■ **Supplied entries**
++++

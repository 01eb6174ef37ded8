//! 1D FFT kernel and planner.
//!
//! The transforms here follow the unscaled convention: `fft` applies
//! `e^{-2 pi i}`, `ifft` applies `e^{+2 pi i}` and performs **no** `1/n`
//! scaling. Normalization is always an explicit, separate step so that a
//! forward/backward round trip can be validated with the same convention on
//! the single-node and distributed paths.
//!
//! Power-of-two lengths take the iterative radix-2 path; other lengths fall
//! back to direct evaluation, which is plenty for a harness that transforms
//! each length a handful of times.

use core::cell::RefCell;
use std::sync::Arc;

use hashbrown::HashMap;

use crate::num::{Complex, Float};

#[derive(Debug, Clone, Copy, PartialEq, Eq)]
pub enum FftError {
    EmptyInput,
    MismatchedLengths,
}

impl core::fmt::Display for FftError {
    fn fmt(&self, f: &mut core::fmt::Formatter<'_>) -> core::fmt::Result {
        match self {
            FftError::EmptyInput => write!(f, "empty input"),
            FftError::MismatchedLengths => write!(f, "mismatched buffer lengths"),
        }
    }
}

impl std::error::Error for FftError {}

/// Caches one twiddle table per transform length.
///
/// The set of planned lengths is the planner's "wisdom": exporting it and
/// re-planning on another rank reproduces the same tables, so only the
/// lengths themselves ever travel between ranks.
pub struct FftPlanner<T: Float> {
    cache: HashMap<usize, Arc<[Complex<T>]>>,
}

impl<T: Float> FftPlanner<T> {
    pub fn new() -> Self {
        Self {
            cache: HashMap::new(),
        }
    }

    /// Twiddle table for length `n`: the first `n/2` roots `e^{-2 pi i k/n}`
    /// for powers of two, all `n` roots otherwise.
    pub fn plan(&mut self, n: usize) -> Arc<[Complex<T>]> {
        if let Some(table) = self.cache.get(&n) {
            return table.clone();
        }
        let table = build_twiddles(n);
        self.cache.insert(n, table.clone());
        table
    }

    pub fn is_planned(&self, n: usize) -> bool {
        self.cache.contains_key(&n)
    }

    /// Planned lengths in ascending order.
    pub fn planned_sizes(&self) -> Vec<usize> {
        let mut sizes: Vec<usize> = self.cache.keys().copied().collect();
        sizes.sort_unstable();
        sizes
    }
}

impl<T: Float> Default for FftPlanner<T> {
    fn default() -> Self {
        Self::new()
    }
}

fn build_twiddles<T: Float>(n: usize) -> Arc<[Complex<T>]> {
    let count = if n.is_power_of_two() {
        (n / 2).max(1)
    } else {
        n
    };
    let step = -(T::one() + T::one()) * T::pi() / T::from_usize(n.max(1));
    (0..count)
        .map(|k| Complex::expi(step * T::from_usize(k)))
        .collect()
}

/// Serial FFT dispatcher with an interior planner.
pub struct ScalarFft<T: Float> {
    planner: RefCell<FftPlanner<T>>,
}

impl<T: Float> Default for ScalarFft<T> {
    fn default() -> Self {
        Self {
            planner: RefCell::new(FftPlanner::new()),
        }
    }
}

impl<T: Float> ScalarFft<T> {
    pub fn with_planner(planner: FftPlanner<T>) -> Self {
        Self {
            planner: RefCell::new(planner),
        }
    }

    /// Plans `n`, returning the cached twiddle table.
    pub fn twiddles(&self, n: usize) -> Arc<[Complex<T>]> {
        self.planner.borrow_mut().plan(n)
    }

    pub fn plan(&self, n: usize) {
        self.planner.borrow_mut().plan(n);
    }

    pub fn planned_sizes(&self) -> Vec<usize> {
        self.planner.borrow().planned_sizes()
    }

    /// In-place forward transform, unscaled.
    pub fn fft(&self, data: &mut [Complex<T>]) -> Result<(), FftError> {
        self.transform(data, false)
    }

    /// In-place inverse transform, unscaled.
    pub fn ifft(&self, data: &mut [Complex<T>]) -> Result<(), FftError> {
        self.transform(data, true)
    }

    fn transform(&self, data: &mut [Complex<T>], inverse: bool) -> Result<(), FftError> {
        if data.is_empty() {
            return Err(FftError::EmptyInput);
        }
        let tw = self.twiddles(data.len());
        fft_with_twiddles(data, &tw, inverse);
        Ok(())
    }

    /// Transforms the length-`n` lane `data[offset + t*stride]`, gathering it
    /// through `scratch`.
    pub fn fft_lane(
        &self,
        data: &mut [Complex<T>],
        offset: usize,
        stride: usize,
        n: usize,
        scratch: &mut [Complex<T>],
    ) -> Result<(), FftError> {
        self.lane(data, offset, stride, n, scratch, false)
    }

    pub fn ifft_lane(
        &self,
        data: &mut [Complex<T>],
        offset: usize,
        stride: usize,
        n: usize,
        scratch: &mut [Complex<T>],
    ) -> Result<(), FftError> {
        self.lane(data, offset, stride, n, scratch, true)
    }

    fn lane(
        &self,
        data: &mut [Complex<T>],
        offset: usize,
        stride: usize,
        n: usize,
        scratch: &mut [Complex<T>],
        inverse: bool,
    ) -> Result<(), FftError> {
        if n == 0 {
            return Err(FftError::EmptyInput);
        }
        if stride == 0 || scratch.len() < n || offset + (n - 1) * stride >= data.len() {
            return Err(FftError::MismatchedLengths);
        }
        let tw = self.twiddles(n);
        lane_with(data, offset, stride, n, &tw, inverse, scratch);
        Ok(())
    }

    /// Real-to-half-complex transform of one pencil. `src` holds `z` reals,
    /// `dst` receives the `z/2 + 1` non-redundant bins. Every input sample is
    /// multiplied by `scale` on the way in (the frequency-shift hook).
    pub fn rfft_pencil(
        &self,
        src: &[T],
        scale: T,
        dst: &mut [Complex<T>],
        scratch: &mut [Complex<T>],
    ) -> Result<(), FftError> {
        let z = src.len();
        if z == 0 {
            return Err(FftError::EmptyInput);
        }
        if dst.len() != z / 2 + 1 || scratch.len() < z {
            return Err(FftError::MismatchedLengths);
        }
        let tw = self.twiddles(z);
        rfft_pencil_with(src, scale, dst, &tw, scratch);
        Ok(())
    }

    /// Half-complex-to-real inverse of one pencil, unscaled apart from the
    /// per-sample `scale` applied on the way out.
    pub fn irfft_pencil(
        &self,
        src: &[Complex<T>],
        scale: T,
        dst: &mut [T],
        scratch: &mut [Complex<T>],
    ) -> Result<(), FftError> {
        let z = dst.len();
        if z == 0 {
            return Err(FftError::EmptyInput);
        }
        if src.len() != z / 2 + 1 || scratch.len() < z {
            return Err(FftError::MismatchedLengths);
        }
        let tw = self.twiddles(z);
        irfft_pencil_with(src, scale, dst, &tw, scratch);
        Ok(())
    }
}

/// In-place transform against a pre-built twiddle table for `data.len()`.
///
/// Callers guarantee the table matches the length (the public wrappers and
/// the engine both plan up front).
pub(crate) fn fft_with_twiddles<T: Float>(data: &mut [Complex<T>], tw: &[Complex<T>], inverse: bool) {
    let n = data.len();
    if n <= 1 {
        return;
    }
    if n.is_power_of_two() {
        debug_assert_eq!(tw.len(), n / 2);
        fft_radix2(data, tw, inverse);
    } else {
        debug_assert_eq!(tw.len(), n);
        dft_direct(data, tw, inverse);
    }
}

fn fft_radix2<T: Float>(data: &mut [Complex<T>], tw: &[Complex<T>], inverse: bool) {
    let n = data.len();
    // Bit-reversal permutation.
    let mut j = 0usize;
    for i in 1..n {
        let mut bit = n >> 1;
        while j & bit != 0 {
            j ^= bit;
            bit >>= 1;
        }
        j |= bit;
        if i < j {
            data.swap(i, j);
        }
    }
    let mut len = 2usize;
    while len <= n {
        let half = len / 2;
        let step = n / len;
        for start in (0..n).step_by(len) {
            for k in 0..half {
                let mut w = tw[k * step];
                if inverse {
                    w = w.conj();
                }
                let u = data[start + k];
                let v = data[start + k + half] * w;
                data[start + k] = u + v;
                data[start + k + half] = u - v;
            }
        }
        len <<= 1;
    }
}

fn dft_direct<T: Float>(data: &mut [Complex<T>], tw: &[Complex<T>], inverse: bool) {
    let n = data.len();
    let mut out = vec![Complex::<T>::zero(); n];
    for (k, slot) in out.iter_mut().enumerate() {
        let mut acc = Complex::<T>::zero();
        let mut idx = 0usize;
        for &sample in data.iter() {
            let mut w = tw[idx];
            if inverse {
                w = w.conj();
            }
            acc = acc + sample * w;
            idx += k;
            if idx >= n {
                idx -= n;
            }
        }
        *slot = acc;
    }
    data.copy_from_slice(&out);
}

pub(crate) fn lane_with<T: Float>(
    data: &mut [Complex<T>],
    offset: usize,
    stride: usize,
    n: usize,
    tw: &[Complex<T>],
    inverse: bool,
    scratch: &mut [Complex<T>],
) {
    debug_assert!(stride >= 1 && scratch.len() >= n);
    debug_assert!(offset + (n - 1) * stride < data.len());
    for t in 0..n {
        scratch[t] = data[offset + t * stride];
    }
    fft_with_twiddles(&mut scratch[..n], tw, inverse);
    for t in 0..n {
        data[offset + t * stride] = scratch[t];
    }
}

pub(crate) fn rfft_pencil_with<T: Float>(
    src: &[T],
    scale: T,
    dst: &mut [Complex<T>],
    tw: &[Complex<T>],
    scratch: &mut [Complex<T>],
) {
    let z = src.len();
    debug_assert!(dst.len() == z / 2 + 1 && scratch.len() >= z);
    for (slot, &v) in scratch[..z].iter_mut().zip(src.iter()) {
        *slot = Complex::new(v * scale, T::zero());
    }
    fft_with_twiddles(&mut scratch[..z], tw, false);
    dst.copy_from_slice(&scratch[..z / 2 + 1]);
}

pub(crate) fn irfft_pencil_with<T: Float>(
    src: &[Complex<T>],
    scale: T,
    dst: &mut [T],
    tw: &[Complex<T>],
    scratch: &mut [Complex<T>],
) {
    let z = dst.len();
    let zp = z / 2 + 1;
    debug_assert!(src.len() == zp && scratch.len() >= z);
    scratch[..zp].copy_from_slice(src);
    // Rebuild the redundant upper bins from Hermitian symmetry.
    for k in zp..z {
        scratch[k] = src[z - k].conj();
    }
    fft_with_twiddles(&mut scratch[..z], tw, true);
    for (slot, &v) in dst.iter_mut().zip(scratch[..z].iter()) {
        *slot = v.re * scale;
    }
}

#[cfg(test)]
mod tests {
    use super::*;
    use crate::num::Complex64;

    fn assert_close(a: Complex64, b: Complex64, eps: f64) {
        assert!((a.re - b.re).abs() < eps, "re: {} vs {}", a.re, b.re);
        assert!((a.im - b.im).abs() < eps, "im: {} vs {}", a.im, b.im);
    }

    #[test]
    fn impulse_is_flat() {
        let fft = ScalarFft::<f64>::default();
        let mut data = vec![Complex64::zero(); 8];
        data[0] = Complex64::new(1.0, 0.0);
        fft.fft(&mut data).unwrap();
        for c in &data {
            assert_close(*c, Complex64::new(1.0, 0.0), 1e-12);
        }
    }

    #[test]
    fn dc_bin_is_sum() {
        let fft = ScalarFft::<f64>::default();
        let mut data: Vec<Complex64> = (0..16).map(|i| Complex64::new(i as f64, 0.0)).collect();
        let sum: f64 = (0..16).map(|i| i as f64).sum();
        fft.fft(&mut data).unwrap();
        assert_close(data[0], Complex64::new(sum, 0.0), 1e-9);
    }

    #[test]
    fn unscaled_round_trip() {
        let fft = ScalarFft::<f64>::default();
        let orig: Vec<Complex64> = (0..32)
            .map(|i| Complex64::new((i as f64 * 0.37).sin(), (i as f64 * 0.21).cos()))
            .collect();
        let mut data = orig.clone();
        fft.fft(&mut data).unwrap();
        fft.ifft(&mut data).unwrap();
        // Inverse is unscaled, so the round trip gains a factor of n.
        let n = data.len() as f64;
        for (a, b) in data.iter().zip(orig.iter()) {
            assert_close(a.scale(1.0 / n), *b, 1e-10);
        }
    }

    #[test]
    fn non_pow2_matches_brute_force() {
        let fft = ScalarFft::<f64>::default();
        let orig: Vec<Complex64> = (0..12)
            .map(|i| Complex64::new(1.0 + i as f64, (i as f64).sin()))
            .collect();
        let mut data = orig.clone();
        fft.fft(&mut data).unwrap();
        let n = orig.len();
        for k in 0..n {
            let mut acc = Complex64::zero();
            for (j, &s) in orig.iter().enumerate() {
                let theta = -2.0 * core::f64::consts::PI * (j * k) as f64 / n as f64;
                acc = acc + s * Complex64::expi(theta);
            }
            assert_close(data[k], acc, 1e-9);
        }
        let mut back = data.clone();
        fft.ifft(&mut back).unwrap();
        for (a, b) in back.iter().zip(orig.iter()) {
            assert_close(a.scale(1.0 / n as f64), *b, 1e-10);
        }
    }

    #[test]
    fn lane_matches_contiguous() {
        let fft = ScalarFft::<f64>::default();
        let n = 8;
        let stride = 3;
        let mut strided = vec![Complex64::zero(); n * stride];
        let mut packed: Vec<Complex64> = Vec::new();
        for t in 0..n {
            let v = Complex64::new(t as f64 + 0.5, -(t as f64));
            strided[t * stride] = v;
            packed.push(v);
        }
        let mut scratch = vec![Complex64::zero(); n];
        fft.fft_lane(&mut strided, 0, stride, n, &mut scratch).unwrap();
        fft.fft(&mut packed).unwrap();
        for t in 0..n {
            assert_close(strided[t * stride], packed[t], 1e-10);
        }
    }

    #[test]
    fn rfft_pencil_round_trip() {
        let fft = ScalarFft::<f64>::default();
        for z in [1usize, 2, 4, 6, 8, 9] {
            let src: Vec<f64> = (0..z).map(|k| (k as f64 + 1.0) * 0.7).collect();
            let zp = z / 2 + 1;
            let mut freq = vec![Complex64::zero(); zp];
            let mut scratch = vec![Complex64::zero(); z];
            fft.rfft_pencil(&src, 1.0, &mut freq, &mut scratch).unwrap();
            // First bin is the plain sum.
            let sum: f64 = src.iter().sum();
            assert!((freq[0].re - sum).abs() < 1e-9, "z={z}");
            assert!(freq[0].im.abs() < 1e-9);
            let mut back = vec![0.0f64; z];
            fft.irfft_pencil(&freq, 1.0 / z as f64, &mut back, &mut scratch)
                .unwrap();
            for (a, b) in back.iter().zip(src.iter()) {
                assert!((a - b).abs() < 1e-10, "z={z}: {a} vs {b}");
            }
        }
    }

    #[test]
    fn rejects_bad_shapes() {
        let fft = ScalarFft::<f64>::default();
        let mut empty: Vec<Complex64> = Vec::new();
        assert_eq!(fft.fft(&mut empty), Err(FftError::EmptyInput));
        let src = [1.0f64; 4];
        let mut wrong = vec![Complex64::zero(); 4];
        let mut scratch = vec![Complex64::zero(); 4];
        assert_eq!(
            fft.rfft_pencil(&src, 1.0, &mut wrong, &mut scratch),
            Err(FftError::MismatchedLengths)
        );
    }

    #[test]
    fn planner_records_sizes() {
        let fft = ScalarFft::<f64>::default();
        fft.plan(8);
        fft.plan(4);
        fft.plan(8);
        fft.plan(6);
        assert_eq!(fft.planned_sizes(), vec![4, 6, 8]);
    }
}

++++

■ **Activity**
Only the lines from the top of the data through the line that contains "table for length" should be quoted, exactly as they stand.

■ **Result for this exercise**
repository 01eb6174ef37ded8
//! 1D FFT kernel and planner.
//!
//! The transforms here follow the unscaled convention: `fft` applies
//! `e^{-2 pi i}`, `ifft` applies `e^{+2 pi i}` and performs **no** `1/n`
//! scaling. Normalization is always an explicit, separate step so that a
//! forward/backward round trip can be validated with the same convention on
//! the single-node and distributed paths.
//!
//! Power-of-two lengths take the iterative radix-2 path; other lengths fall
//! back to direct evaluation, which is plenty for a harness that transforms
//! each length a handful of times.

use core::cell::RefCell;
use std::sync::Arc;

use hashbrown::HashMap;

use crate::num::{Complex, Float};

#[derive(Debug, Clone, Copy, PartialEq, Eq)]
pub enum FftError {
    EmptyInput,
    MismatchedLengths,
}

impl core::fmt::Display for FftError {
    fn fmt(&self, f: &mut core::fmt::Formatter<'_>) -> core::fmt::Result {
        match self {
            FftError::EmptyInput => write!(f, "empty input"),
            FftError::MismatchedLengths => write!(f, "mismatched buffer lengths"),
        }
    }
}

impl std::error::Error for FftError {}

/// Caches one twiddle table per transform length.
///
/// The set of planned lengths is the planner's "wisdom": exporting it and
/// re-planning on another rank reproduces the same tables, so only the
/// lengths themselves ever travel between ranks.
pub struct FftPlanner<T: Float> {
    cache: HashMap<usize, Arc<[Complex<T>]>>,
}

impl<T: Float> FftPlanner<T> {
    pub fn new() -> Self {
        Self {
            cache: HashMap::new(),
        }
    }

    /// Twiddle table for length `n`: the first `n/2` roots `e^{-2 pi i k/n}`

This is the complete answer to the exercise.